The setup the generated test uses is now matched per function to a declared setup fixture that actually stands up the modules the function lives under, where which modules a fixture stands up is machine-derived from the prod imports of its own file, static and dynamic, rather than assumed. A function that no fixture covers gets no test rather than a borrowed, unrelated setup, which narrows the distance between “works on this ticket” and “works on any function.” The reach is still bounded by what the project’s fixture catalog can stand up.

The behavioral test enforces the operator’s declared intent. The preservation half exists because the operator declared which calls to preserve and that declaration flowed through to the test. If the intent is not captured upstream, there is nothing for the test to enforce.
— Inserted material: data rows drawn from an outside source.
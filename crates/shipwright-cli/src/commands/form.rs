//! /form, /repo, /release, /sprint, /fix-version - edit the release form

use super::CommandResult;
use shipwright_api::ReleaseType;
use shipwright_chat::ReleaseForm;

pub struct FormCommand;

impl FormCommand {
    pub fn show(form: &ReleaseForm) -> String {
        let mut output = String::from("Release form\n");
        output.push_str(&"-".repeat(40));
        output.push('\n');

        let repositories = if form.repositories.is_empty() {
            "(none)".to_string()
        } else {
            form.repositories.join(", ")
        };
        output.push_str(&format!("Repositories: {}\n", repositories));
        output.push_str(&format!(
            "Release type: {}\n",
            form.release_type.map(|t| t.as_str()).unwrap_or("(none)")
        ));
        output.push_str(&format!(
            "Sprint:       {}\n",
            form.sprint_name.as_deref().unwrap_or("(none)")
        ));
        output.push_str(&format!(
            "Fix version:  {}",
            form.fix_version.as_deref().unwrap_or("(none)")
        ));
        output
    }

    pub fn repositories(args: &str, form: &mut ReleaseForm) -> CommandResult {
        if args.is_empty() {
            return CommandResult::Message(
                "Usage: /repo <names...>  (use /repos to list, /repo none to clear)".into(),
            );
        }
        if is_none(args) {
            form.repositories.clear();
            return CommandResult::Message("Cleared repositories.".into());
        }

        let names = args
            .split(|c: char| c == ',' || c.is_whitespace())
            .filter(|s| !s.is_empty())
            .map(str::to_string)
            .collect();
        CommandResult::SetRepositories(names)
    }

    pub fn release_type(args: &str, form: &mut ReleaseForm) -> CommandResult {
        if args.is_empty() {
            return CommandResult::Message(format!(
                "Release type: {}\nSet with: /release <release|hotfix|none>",
                form.release_type.map(|t| t.as_str()).unwrap_or("(none)")
            ));
        }
        if is_none(args) {
            form.release_type = None;
            return CommandResult::Message("Cleared release type.".into());
        }

        match args.parse::<ReleaseType>() {
            Ok(release_type) => {
                form.release_type = Some(release_type);
                CommandResult::Message(format!("Release type set to: {}", release_type))
            }
            Err(e) => CommandResult::Message(e),
        }
    }

    pub fn sprint(args: &str, form: &mut ReleaseForm) -> CommandResult {
        set_text("Sprint", "/sprint <name|none>", args, &mut form.sprint_name)
    }

    pub fn fix_version(args: &str, form: &mut ReleaseForm) -> CommandResult {
        set_text("Fix version", "/fix-version <version|none>", args, &mut form.fix_version)
    }
}

fn set_text(label: &str, usage: &str, args: &str, field: &mut Option<String>) -> CommandResult {
    if args.is_empty() {
        return CommandResult::Message(format!(
            "{}: {}\nSet with: {}",
            label,
            field.as_deref().unwrap_or("(none)"),
            usage
        ));
    }
    if is_none(args) {
        *field = None;
        return CommandResult::Message(format!("Cleared {}.", label.to_lowercase()));
    }

    *field = Some(args.to_string());
    CommandResult::Message(format!("{} set to: {}", label, args))
}

fn is_none(args: &str) -> bool {
    matches!(args.to_lowercase().as_str(), "none" | "clear" | "-")
}
//! Incremental terminal rendering of streamed assistant messages

use std::collections::HashMap;

use shipwright_chat::{ChatMessage, Role};
use uuid::Uuid;

/// Tracks what has already been printed for each assistant message so that
/// each update only writes the new part.
#[derive(Debug, Default)]
pub struct StreamPrinter {
    printed: HashMap<Uuid, String>,
}

impl StreamPrinter {
    pub fn new() -> Self {
        Self::default()
    }

    /// Text to write for an updated message, if anything changed.
    ///
    /// Content that extends what was printed yields only the suffix. Content
    /// that rewrites it (throttled flushes replace the whole text) is
    /// reprinted on a fresh line.
    pub fn render(&mut self, message: &ChatMessage) -> Option<String> {
        if message.role != Role::Assistant {
            return None;
        }

        let printed = self.printed.entry(message.id).or_default();
        if message.content == *printed {
            return None;
        }

        let out = match message.content.strip_prefix(printed.as_str()) {
            Some(suffix) => suffix.to_string(),
            None => format!("\n{}", message.content),
        };
        *printed = message.content.clone();
        Some(out)
    }

    /// Forget a finished message
    pub fn finish(&mut self, id: Uuid) {
        self.printed.remove(&id);
    }

    pub fn reset(&mut self) {
        self.printed.clear();
    }
}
The enforcement layer is now solid; it sits on top of an intent-capture layer that is a separate concern.

The generated test is held to the type-check and linter bar, it is mutation-proven, and the Test Reviewer now judges each committed oracle the way it judges a hand-written test. The trust still rests first on determinism, the test deriving from the same operation that drives the implementation, with the Reviewer pass as defense in depth on top of that.
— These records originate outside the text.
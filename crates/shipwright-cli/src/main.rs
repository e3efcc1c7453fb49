//! shipwright - chat client for the release automation assistant

mod commands;
mod config;
mod render;
mod utils;

use std::io::{self, Write};
use std::sync::Arc;

use clap::Parser;
use shipwright_api::{ApprovalDecision, HttpClient, ReleaseType, repositories};
use shipwright_chat::{ChatEvent, CycleOutcome, Reconciler, ReleaseForm, Role, SubmitRequest};
use tokio::io::{AsyncBufReadExt, BufReader};
use tokio::sync::broadcast::error::RecvError;
use tracing_subscriber::EnvFilter;

use commands::CommandResult;
use render::StreamPrinter;

/// shipwright - talk to the release bot from your terminal
#[derive(Parser, Debug)]
#[command(name = "shipwright")]
#[command(author, version, about, long_about = None)]
struct Args {
    /// Backend base URL (default: http://localhost:8000)
    #[arg(long)]
    base_url: Option<String>,

    /// Repository to include in the release form (repeatable)
    #[arg(long = "repo")]
    repos: Vec<String>,

    /// Release type (release, hotfix)
    #[arg(long)]
    release_type: Option<ReleaseType>,

    /// Sprint name
    #[arg(long)]
    sprint: Option<String>,

    /// Fix version
    #[arg(long)]
    fix_version: Option<String>,

    /// Send a single message, print the answer and exit
    #[arg(short = 'c', long)]
    command: Option<String>,

    /// List repositories known to the backend
    #[arg(long)]
    list_repos: bool,

    /// Initialize config file
    #[arg(long)]
    init_config: bool,

    /// Verbose output
    #[arg(short, long)]
    verbose: bool,
}

#[tokio::main]
async fn main() -> anyhow::Result<()> {
    let args = Args::parse();

    // Setup tracing
    if args.verbose {
        tracing_subscriber::fmt()
            .with_env_filter("shipwright=debug")
            .with_writer(io::stderr)
            .init();
    } else if let Ok(filter) = EnvFilter::try_from_default_env() {
        tracing_subscriber::fmt()
            .with_env_filter(filter)
            .with_writer(io::stderr)
            .init();
    }

    // Initialize config and exit
    if args.init_config {
        match config::Config::init() {
            Ok(path) => {
                println!("Config file created at: {}", path.display());
                println!("\nExample config:\n{}", config::example_config());
            }
            Err(e) => {
                eprintln!("Error creating config: {}", e);
                std::process::exit(1);
            }
        }
        return Ok(());
    }

    let cfg = config::Config::load();
    let client = HttpClient::new(cfg.endpoints(args.base_url.clone()))?;
    tracing::debug!("Using backend {}", client.endpoints().base_url);

    if args.list_repos {
        return list_repos(&client).await;
    }

    // Merge config with CLI args (CLI takes precedence)
    let names = if args.repos.is_empty() {
        cfg.release.repositories.clone()
    } else {
        args.repos.clone()
    };
    let form = ReleaseForm {
        repositories: resolve_names(&client, &names).await?,
        release_type: args.release_type.or(cfg.release.release_type),
        sprint_name: args.sprint.or(cfg.release.sprint_name.clone()),
        fix_version: args.fix_version.or(cfg.release.fix_version.clone()),
    };

    let reconciler = Reconciler::spawn(Arc::new(client.clone()), cfg.reconciler());
    tracing::debug!("Session {}", reconciler.session_id());

    // Non-interactive mode
    if let Some(command) = args.command {
        return run_command(&reconciler, &command, form).await;
    }

    run_interactive(&reconciler, &client, form).await
}

/// Resolve repository names against the directory.
///
/// Unknown names are an error; an unreachable directory is not, the names
/// are then sent as given.
async fn resolve_names(client: &HttpClient, names: &[String]) -> anyhow::Result<Vec<String>> {
    if names.is_empty() {
        return Ok(Vec::new());
    }

    match client.list_repositories().await {
        Ok(directory) => Ok(repositories::resolve_repositories(&directory, names)?),
        Err(e) => {
            tracing::warn!("Repository directory unavailable: {}", e);
            eprintln!("Warning: could not load repository directory ({}); using names as given", e);
            Ok(names.to_vec())
        }
    }
}

async fn list_repos(client: &HttpClient) -> anyhow::Result<()> {
    let directory = client.list_repositories().await?;
    if directory.is_empty() {
        println!("No repositories configured.");
        return Ok(());
    }

    let width = directory.iter().map(|r| r.id.len()).max().unwrap_or(0);
    for repo in &directory {
        println!("  {:<width$}  {}  {}", repo.id, repo.name, repo.url, width = width);
    }
    Ok(())
}

async fn run_command(reconciler: &Reconciler, command: &str, form: ReleaseForm) -> anyhow::Result<()> {
    println!("shipwright> {}", command);
    println!();

    let mut events = reconciler.subscribe();
    let Some(handle) = reconciler
        .submit(SubmitRequest::new(command).with_form(form))
        .await?
    else {
        anyhow::bail!("Nothing to send");
    };

    let mut printer = StreamPrinter::new();
    let outcome = loop {
        tokio::select! {
            event = events.recv() => match event {
                Ok(ChatEvent::MessageUpdated { message }) => {
                    if let Some(text) = printer.render(&message) {
                        print!("{}", text);
                        io::stdout().flush().ok();
                    }
                }
                Ok(ChatEvent::WorkflowStarted { workflow_id, .. }) => {
                    tracing::info!("Workflow {} started", workflow_id);
                }
                Ok(ChatEvent::CycleEnded { message_id, outcome }) if message_id == handle.message_id() => {
                    break outcome;
                }
                Ok(_) => {}
                Err(RecvError::Lagged(n)) => {
                    tracing::warn!("Dropped {} events", n);
                }
                Err(RecvError::Closed) => break handle.join().await?,
            },
            _ = tokio::signal::ctrl_c() => {
                // A second Ctrl-C gives up on the reconciler winding down
                if handle.is_cancelled() {
                    anyhow::bail!("Interrupted");
                }
                handle.cancel();
            }
        }
    };
    println!();

    print_outcome(&outcome);
    if outcome.is_error() {
        anyhow::bail!(outcome.error_message().unwrap_or_else(|| format!("{:?}", outcome)));
    }
    Ok(())
}

async fn run_interactive(
    reconciler: &Reconciler,
    client: &HttpClient,
    mut form: ReleaseForm,
) -> anyhow::Result<()> {
    if std::io::IsTerminal::is_terminal(&io::stderr()) {
        eprintln!(
            "shipwright ({}) session: {}",
            client.endpoints().base_url,
            &reconciler.session_id()[..8.min(reconciler.session_id().len())]
        );
        eprintln!("Type /help for commands.");
        eprintln!();
    }

    let mut lines = BufReader::new(tokio::io::stdin()).lines();
    let mut events = reconciler.subscribe();
    let mut printer = StreamPrinter::new();
    let mut last_workflow: Option<String> = None;

    prompt()?;
    loop {
        tokio::select! {
            line = lines.next_line() => {
                // EOF
                let Some(line) = line? else { break };
                let input = line.trim();
                if input.is_empty() {
                    prompt()?;
                    continue;
                }

                if let Some(result) = commands::execute_command(input, &mut form) {
                    match result {
                        CommandResult::Exit => break,
                        CommandResult::Clear => {
                            reconciler.clear();
                            printer.reset();
                            println!("Cleared conversation.");
                        }
                        CommandResult::Message(msg) => println!("{}", msg),
                        CommandResult::Unknown(cmd) => {
                            println!("Unknown command: /{}", cmd);
                            println!("Type /help for available commands.");
                        }
                        CommandResult::ListRepos => {
                            if let Err(e) = list_repos(client).await {
                                println!("Failed to list repositories: {}", e);
                            }
                        }
                        CommandResult::SetRepositories(names) => {
                            match resolve_names(client, &names).await {
                                Ok(ids) => {
                                    println!("Repositories set to: {}", ids.join(", "));
                                    form.repositories = ids;
                                }
                                Err(e) => println!("{}", e),
                            }
                        }
                        CommandResult::ApprovalStatus => {
                            show_approval(client, last_workflow.as_deref()).await;
                        }
                        CommandResult::Decide { approved, comment } => {
                            decide(client, last_workflow.as_deref(), ApprovalDecision { approved, comment }).await;
                        }
                        CommandResult::History => {
                            print_history(reconciler).await?;
                        }
                    }
                    println!();
                    prompt()?;
                    continue;
                }

                let request = SubmitRequest::new(input).with_form(form.clone());
                if reconciler.submit(request).await?.is_none() {
                    println!("Still waiting on the previous response (Ctrl-C to stop it).");
                } else {
                    println!();
                }
            }

            event = events.recv() => match event {
                Ok(event) => {
                    if handle_event(event, &mut printer, &mut last_workflow) {
                        prompt()?;
                    }
                }
                Err(RecvError::Lagged(n)) => {
                    tracing::warn!("Dropped {} events", n);
                }
                Err(RecvError::Closed) => break,
            },

            _ = tokio::signal::ctrl_c() => {
                if reconciler.is_busy().await? {
                    reconciler.cancel();
                } else {
                    println!();
                    break;
                }
            }
        }
    }

    Ok(())
}

/// Print an event; returns true when the prompt should be shown again.
fn handle_event(
    event: ChatEvent,
    printer: &mut StreamPrinter,
    last_workflow: &mut Option<String>,
) -> bool {
    let terminal = event.is_terminal();
    match event {
        ChatEvent::MessageUpdated { message } => {
            if let Some(text) = printer.render(&message) {
                print!("{}", text);
                io::stdout().flush().ok();
            }
        }
        ChatEvent::WorkflowStarted { workflow_id, .. } => {
            tracing::info!("Workflow {} started", workflow_id);
            *last_workflow = Some(workflow_id);
        }
        ChatEvent::CycleEnded { message_id, outcome } => {
            printer.finish(message_id);
            println!();
            print_outcome(&outcome);
            println!();
        }
        ChatEvent::Error { message } => eprintln!("Error: {}", message),
        ChatEvent::Cleared => printer.reset(),
        ChatEvent::MessageAdded { .. } => {}
    }
    terminal
}

fn print_outcome(outcome: &CycleOutcome) {
    match outcome {
        CycleOutcome::Failed { workflow_id } => println!("[Workflow {} failed]", workflow_id),
        CycleOutcome::Cancelled => println!("[Stopped waiting for a response]"),
        _ => {}
    }
}

async fn show_approval(client: &HttpClient, workflow_id: Option<&str>) {
    let Some(workflow_id) = workflow_id else {
        println!("No workflow started in this session yet.");
        return;
    };

    match client.approval_status(workflow_id).await {
        Ok(status) if status.pending => {
            println!("Workflow {} is waiting for approval.", workflow_id);
            if let Some(prompt) = status.prompt {
                println!("  {}", prompt);
            }
            println!("Answer with /approve [comment] or /reject [comment].");
        }
        Ok(_) => println!("Workflow {} has no pending approval.", workflow_id),
        Err(e) if e.is_not_found() => println!("Workflow {} has no pending approval.", workflow_id),
        Err(e) => println!("Failed to get approval status: {}", e),
    }
}

async fn decide(client: &HttpClient, workflow_id: Option<&str>, decision: ApprovalDecision) {
    let Some(workflow_id) = workflow_id else {
        println!("No workflow started in this session yet.");
        return;
    };

    let verb = if decision.approved { "Approved" } else { "Rejected" };
    match client.submit_decision(workflow_id, &decision).await {
        Ok(()) => println!("{} workflow {}.", verb, workflow_id),
        Err(e) => println!("Failed to submit decision: {}", e),
    }
}

async fn print_history(reconciler: &Reconciler) -> anyhow::Result<()> {
    let messages = reconciler.messages().await?;
    if messages.is_empty() {
        println!("No messages yet.");
        return Ok(());
    }

    for (i, message) in messages.iter().enumerate() {
        let role = match message.role {
            Role::User => "you",
            Role::Assistant => "bot",
        };
        let marker = if message.streaming { " (streaming)" } else { "" };
        println!(
            "  {:>2} {} [{}]{} {}",
            i,
            message.created_at.format("%H:%M:%S"),
            role,
            marker,
            utils::preview(&message.content, 60)
        );
    }
    Ok(())
}

fn prompt() -> io::Result<()> {
    print!("> ");
    io::stdout().flush()
}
The headline is that a bug which passed every gate and required me to catch now fails the run on its own, proven by mutation testing, at zero marginal model cost. The structural point is that the pipeline can now test behavior at the altitude where the behavior is observable, derived from the same operation that writes the behavior, rather than testing only what the route exposes.

The pipeline runs inside Docker against a ~100k line TypeScript monorepo. The runs in this post are from the pipeline’s run archive between 2026-05-30 and 2026-06-02. Still R&D.